RECORDS:
------------------------------

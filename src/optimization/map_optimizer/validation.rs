//! Validation helpers for MAP optimization.
//!
//! This module centralizes common consistency checks used across the
//! optimizer interface:
//!
//! - **Tolerance checks**: [`verify_tol_grad`], [`verify_tol_cost`] ensure
//!   numeric tolerances are finite and strictly positive when provided.
//! - **Gradient validation**: [`validate_grad`] enforces correct dimension
//!   and finite entries.
//! - **Parameter estimates**: [`validate_theta_hat`] ensures a candidate
//!   `theta_hat` exists and contains only finite values.
//! - **Objective values**: [`validate_value`] checks objective outputs
//!   for finiteness.
//! - **Hessians**: [`validate_hessian`] enforces shape and finiteness of
//!   second-order information.
//!
//! These helpers standardize error reporting by returning domain-specific
//! [`OptError`] variants, making higher-level code more uniform and easier
//! to debug.
use crate::optimization::{
    errors::{OptError, OptResult},
    map_optimizer::{Grad, Theta, types::Hessian},
};

/// Validate the optional gradient‐norm tolerance.
///
/// - Accepts `None` (no stopping rule on gradient).
/// - If `Some`, the value must be **finite** and **strictly positive**.
///
/// # Errors
/// Returns [`OptError::InvalidTolGrad`] if the value is non-finite or ≤ 0.0.
pub fn verify_tol_grad(tol: Option<f64>) -> OptResult<()> {
    if let Some(tol) = tol {
        if !tol.is_finite() {
            return Err(OptError::InvalidTolGrad { tol, reason: "Tolerance must be finite." });
        }
        if tol <= 0.0 {
            return Err(OptError::InvalidTolGrad { tol, reason: "Tolerance must be positive." });
        }
    }
    Ok(())
}

/// Validate the optional cost‐change tolerance (for convergence).
///
/// - Accepts `None` (no stopping rule on cost change).
/// - If `Some`, the value must be **finite** and **strictly positive**.
///
/// # Errors
/// Returns [`OptError::InvalidTolCost`] if the value is non-finite or ≤ 0.0.
pub fn verify_tol_cost(tol: Option<f64>) -> OptResult<()> {
    if let Some(tol) = tol {
        if !tol.is_finite() {
            return Err(OptError::InvalidTolCost { tol, reason: "Tolerance must be finite." });
        }
        if tol <= 0.0 {
            return Err(OptError::InvalidTolCost { tol, reason: "Tolerance must be positive." });
        }
    }
    Ok(())
}

/// Validate a gradient vector against dimension and finiteness.
///
/// Checks:
/// - `grad.len() == dim`
/// - every element is finite (`NaN` or `±∞` are rejected)
///
/// # Errors
/// - [`OptError::GradientDimMismatch`] if length does not match `dim`.
/// - [`OptError::InvalidGradient`] with the index/value/reason of the first
///   offending element.
pub fn validate_grad(grad: &Grad, dim: usize) -> OptResult<()> {
    if grad.len() != dim {
        return Err(OptError::GradientDimMismatch { expected: dim, found: grad.len() });
    }
    for (index, &value) in grad.iter().enumerate() {
        if !value.is_finite() {
            return Err(OptError::InvalidGradient {
                index,
                value,
                reason: "Gradient elements must be finite.",
            });
        }
    }
    Ok(())
}

/// Validate and unwrap an estimated parameter vector (`theta_hat`).
///
/// Accepts only a present vector with all **finite** entries.
///
/// # Returns
/// The owned `Theta` if valid.
///
/// # Errors
/// - [`OptError::MissingThetaHat`] if no vector was provided.
/// - [`OptError::InvalidThetaHat`] if any element is non-finite.
pub fn validate_theta_hat(theta_hat: Option<Theta>) -> OptResult<Theta> {
    match theta_hat {
        Some(t) => {
            for (index, &value) in t.iter().enumerate() {
                if !value.is_finite() {
                    return Err(OptError::InvalidThetaHat {
                        index,
                        value,
                        reason: "Parameter estimates must be finite.",
                    });
                }
            }
            Ok(t)
        }
        None => Err(OptError::MissingThetaHat),
    }
}

/// Validate that a scalar objective value is finite.
///
/// Large values are fine as long as they are finite.
///
/// # Errors
/// Returns [`OptError::NonFiniteCost`] if the value is `NaN` or infinite.
pub fn validate_value(value: f64) -> OptResult<()> {
    if !value.is_finite() {
        return Err(OptError::NonFiniteCost { value });
    }
    Ok(())
}

/// Validate the shape and entries of a Hessian matrix.
///
/// # Checks
/// 1. Matrix dimensions must equal `dim × dim`.
/// 2. All entries must be finite (no NaN or ±∞).
///
/// # Arguments
/// - `hessian`: Hessian matrix to validate.
/// - `dim`: expected dimension (both rows and columns).
///
/// # Returns
/// - `Ok(())` if the Hessian passes all checks.
///
/// # Errors
/// - [`OptError::HessianDimMismatch`] if dimensions do not match `dim`.
/// - [`OptError::InvalidHessian`] if any entry is non-finite, with offending
///   row/col indices and value.
pub fn validate_hessian(hessian: &Hessian, dim: usize) -> OptResult<()> {
    if hessian.nrows() != dim || hessian.ncols() != dim {
        return Err(OptError::HessianDimMismatch {
            expected: dim,
            found: (hessian.nrows(), hessian.ncols()),
        });
    }
    for ((i, j), &value) in hessian.indexed_iter() {
        if !value.is_finite() {
            return Err(OptError::InvalidHessian { row: i, col: j, value });
        }
    }
    Ok(())
}
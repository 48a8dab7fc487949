//! core — validated inputs, parameter layout, and pure model functions.
//!
//! Purpose
//! -------
//! Hold the leaf components of the joint prevalence model: the data
//! contract ([`SurveillanceData`]), the parameter packing
//! ([`ParamLayout`] / [`ParamView`]), the link-scale transforms
//! ([`link_state`], [`alpha_art`], [`precision`]), the penalty layer
//! ([`penalty`]), the likelihood layer ([`neg_log_likelihood`]), and fit
//! configuration ([`FitOptions`]).
//!
//! Key behaviors
//! -------------
//! - Everything in this module is a pure function of its inputs;
//!   derived quantities are recomputed from scratch on every objective
//!   evaluation so the computation stays stateless and differentiable
//!   end to end.
//! - Validation happens at the edges (data construction, parameter
//!   views); the numeric interior assumes validated inputs.
//!
//! Downstream usage
//! ----------------
//! - `model::models::joint` assembles [`penalty`] +
//!   [`neg_log_likelihood`] into the optimizer objective.
//! - `report` evaluates the transforms at the fitted point for the
//!   estimates table.

pub mod data;
pub mod likelihood;
pub mod options;
pub mod params;
pub mod priors;
pub mod transforms;

// ---- Re-exports (primary public surface) ----------------------------------

pub use self::data::SurveillanceData;
pub use self::likelihood::{binomial_logit_lpmf, neg_log_likelihood};
pub use self::options::FitOptions;
pub use self::params::{ParamLayout, ParamView};
pub use self::priors::penalty;
pub use self::transforms::{LinkState, alpha_art, link_state, precision};

// ---- Optional convenience prelude for downstream crates -------------------

pub mod prelude {
    pub use super::data::SurveillanceData;
    pub use super::likelihood::neg_log_likelihood;
    pub use super::options::FitOptions;
    pub use super::params::{ParamLayout, ParamView};
    pub use super::priors::penalty;
    pub use super::transforms::{LinkState, alpha_art, link_state, precision};
}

------------------------------

WORK REQUIRED:
Copy all records verbatim.

WRITTEN ANSWER:
filename src/optimization/map_optimizer/validation.rs
//! Validation helpers for MAP optimization.
//!
//! This module centralizes common consistency checks used across the
//! optimizer interface:
//!
//! - **Tolerance checks**: [`verify_tol_grad`], [`verify_tol_cost`] ensure
//!   numeric tolerances are finite and strictly positive when provided.
//! - **Gradient validation**: [`validate_grad`] enforces correct dimension
//!   and finite entries.
//! - **Parameter estimates**: [`validate_theta_hat`] ensures a candidate
//!   `theta_hat` exists and contains only finite values.
//! - **Objective values**: [`validate_value`] checks objective outputs
//!   for finiteness.
//! - **Hessians**: [`validate_hessian`] enforces shape and finiteness of
//!   second-order information.
//!
//! These helpers standardize error reporting by returning domain-specific
//! [`OptError`] variants, making higher-level code more uniform and easier
//! to debug.
use crate::optimization::{
    errors::{OptError, OptResult},
    map_optimizer::{Grad, Theta, types::Hessian},
};

/// Validate the optional gradient‐norm tolerance.
///
/// - Accepts `None` (no stopping rule on gradient).
/// - If `Some`, the value must be **finite** and **strictly positive**.
///
/// # Errors
/// Returns [`OptError::InvalidTolGrad`] if the value is non-finite or ≤ 0.0.
pub fn verify_tol_grad(tol: Option<f64>) -> OptResult<()> {
    if let Some(tol) = tol {
        if !tol.is_finite() {
            return Err(OptError::InvalidTolGrad { tol, reason: "Tolerance must be finite." });
        }
        if tol <= 0.0 {
            return Err(OptError::InvalidTolGrad { tol, reason: "Tolerance must be positive." });
        }
    }
    Ok(())
}

/// Validate the optional cost‐change tolerance (for convergence).
///
/// - Accepts `None` (no stopping rule on cost change).
/// - If `Some`, the value must be **finite** and **strictly positive**.
///
/// # Errors
/// Returns [`OptError::InvalidTolCost`] if the value is non-finite or ≤ 0.0.
pub fn verify_tol_cost(tol: Option<f64>) -> OptResult<()> {
    if let Some(tol) = tol {
        if !tol.is_finite() {
            return Err(OptError::InvalidTolCost { tol, reason: "Tolerance must be finite." });
        }
        if tol <= 0.0 {
            return Err(OptError::InvalidTolCost { tol, reason: "Tolerance must be positive." });
        }
    }
    Ok(())
}

/// Validate a gradient vector against dimension and finiteness.
///
/// Checks:
/// - `grad.len() == dim`
/// - every element is finite (`NaN` or `±∞` are rejected)
///
/// # Errors
/// - [`OptError::GradientDimMismatch`] if length does not match `dim`.
/// - [`OptError::InvalidGradient`] with the index/value/reason of the first
///   offending element.
pub fn validate_grad(grad: &Grad, dim: usize) -> OptResult<()> {
    if grad.len() != dim {
        return Err(OptError::GradientDimMismatch { expected: dim, found: grad.len() });
    }
    for (index, &value) in grad.iter().enumerate() {
        if !value.is_finite() {
            return Err(OptError::InvalidGradient {
                index,
                value,
                reason: "Gradient elements must be finite.",
            });
        }
    }
    Ok(())
}

/// Validate and unwrap an estimated parameter vector (`theta_hat`).
///
/// Accepts only a present vector with all **finite** entries.
///
/// # Returns
/// The owned `Theta` if valid.
///
/// # Errors
/// - [`OptError::MissingThetaHat`] if no vector was provided.
/// - [`OptError::InvalidThetaHat`] if any element is non-finite.
pub fn validate_theta_hat(theta_hat: Option<Theta>) -> OptResult<Theta> {
    match theta_hat {
        Some(t) => {
            for (index, &value) in t.iter().enumerate() {
                if !value.is_finite() {
                    return Err(OptError::InvalidThetaHat {
                        index,
                        value,
                        reason: "Parameter estimates must be finite.",
                    });
                }
            }
            Ok(t)
        }
        None => Err(OptError::MissingThetaHat),
    }
}

/// Validate that a scalar objective value is finite.
///
/// Large values are fine as long as they are finite.
///
/// # Errors
/// Returns [`OptError::NonFiniteCost`] if the value is `NaN` or infinite.
pub fn validate_value(value: f64) -> OptResult<()> {
    if !value.is_finite() {
        return Err(OptError::NonFiniteCost { value });
    }
    Ok(())
}

/// Validate the shape and entries of a Hessian matrix.
///
/// # Checks
/// 1. Matrix dimensions must equal `dim × dim`.
/// 2. All entries must be finite (no NaN or ±∞).
///
/// # Arguments
/// - `hessian`: Hessian matrix to validate.
/// - `dim`: expected dimension (both rows and columns).
///
/// # Returns
/// - `Ok(())` if the Hessian passes all checks.
///
/// # Errors
/// - [`OptError::HessianDimMismatch`] if dimensions do not match `dim`.
/// - [`OptError::InvalidHessian`] if any entry is non-finite, with offending
///   row/col indices and value.
pub fn validate_hessian(hessian: &Hessian, dim: usize) -> OptResult<()> {
    if hessian.nrows() != dim || hessian.ncols() != dim {
        return Err(OptError::HessianDimMismatch {
            expected: dim,
            found: (hessian.nrows(), hessian.ncols()),
        });
    }
    for ((i, j), &value) in hessian.indexed_iter() {
        if !value.is_finite() {
            return Err(OptError::InvalidHessian { row: i, col: j, value });
        }
    }
    Ok(())
}
repository 48a8dab7fc487949
//! core — validated inputs, parameter layout, and pure model functions.
//!
//! Purpose
//! -------
//! Hold the leaf components of the joint prevalence model: the data
//! contract ([`SurveillanceData`]), the parameter packing
//! ([`ParamLayout`] / [`ParamView`]), the link-scale transforms
//! ([`link_state`], [`alpha_art`], [`precision`]), the penalty layer
//! ([`penalty`]), the likelihood layer ([`neg_log_likelihood`]), and fit
//! configuration ([`FitOptions`]).
//!
//! Key behaviors
//! -------------
//! - Everything in this module is a pure function of its inputs;
//!   derived quantities are recomputed from scratch on every objective
//!   evaluation so the computation stays stateless and differentiable
//!   end to end.
//! - Validation happens at the edges (data construction, parameter
//!   views); the numeric interior assumes validated inputs.
//!
//! Downstream usage
//! ----------------
//! - `model::models::joint` assembles [`penalty`] +
//!   [`neg_log_likelihood`] into the optimizer objective.
//! - `report` evaluates the transforms at the fitted point for the
//!   estimates table.

pub mod data;
pub mod likelihood;
pub mod options;
pub mod params;
pub mod priors;
pub mod transforms;

// ---- Re-exports (primary public surface) ----------------------------------

pub use self::data::SurveillanceData;
pub use self::likelihood::{binomial_logit_lpmf, neg_log_likelihood};
pub use self::options::FitOptions;
pub use self::params::{ParamLayout, ParamView};
pub use self::priors::penalty;
pub use self::transforms::{LinkState, alpha_art, link_state, precision};

// ---- Optional convenience prelude for downstream crates -------------------

pub mod prelude {
    pub use super::data::SurveillanceData;
    pub use super::likelihood::neg_log_likelihood;
    pub use super::options::FitOptions;
    pub use super::params::{ParamLayout, ParamView};
    pub use super::priors::penalty;
    pub use super::transforms::{LinkState, alpha_art, link_state, precision};
}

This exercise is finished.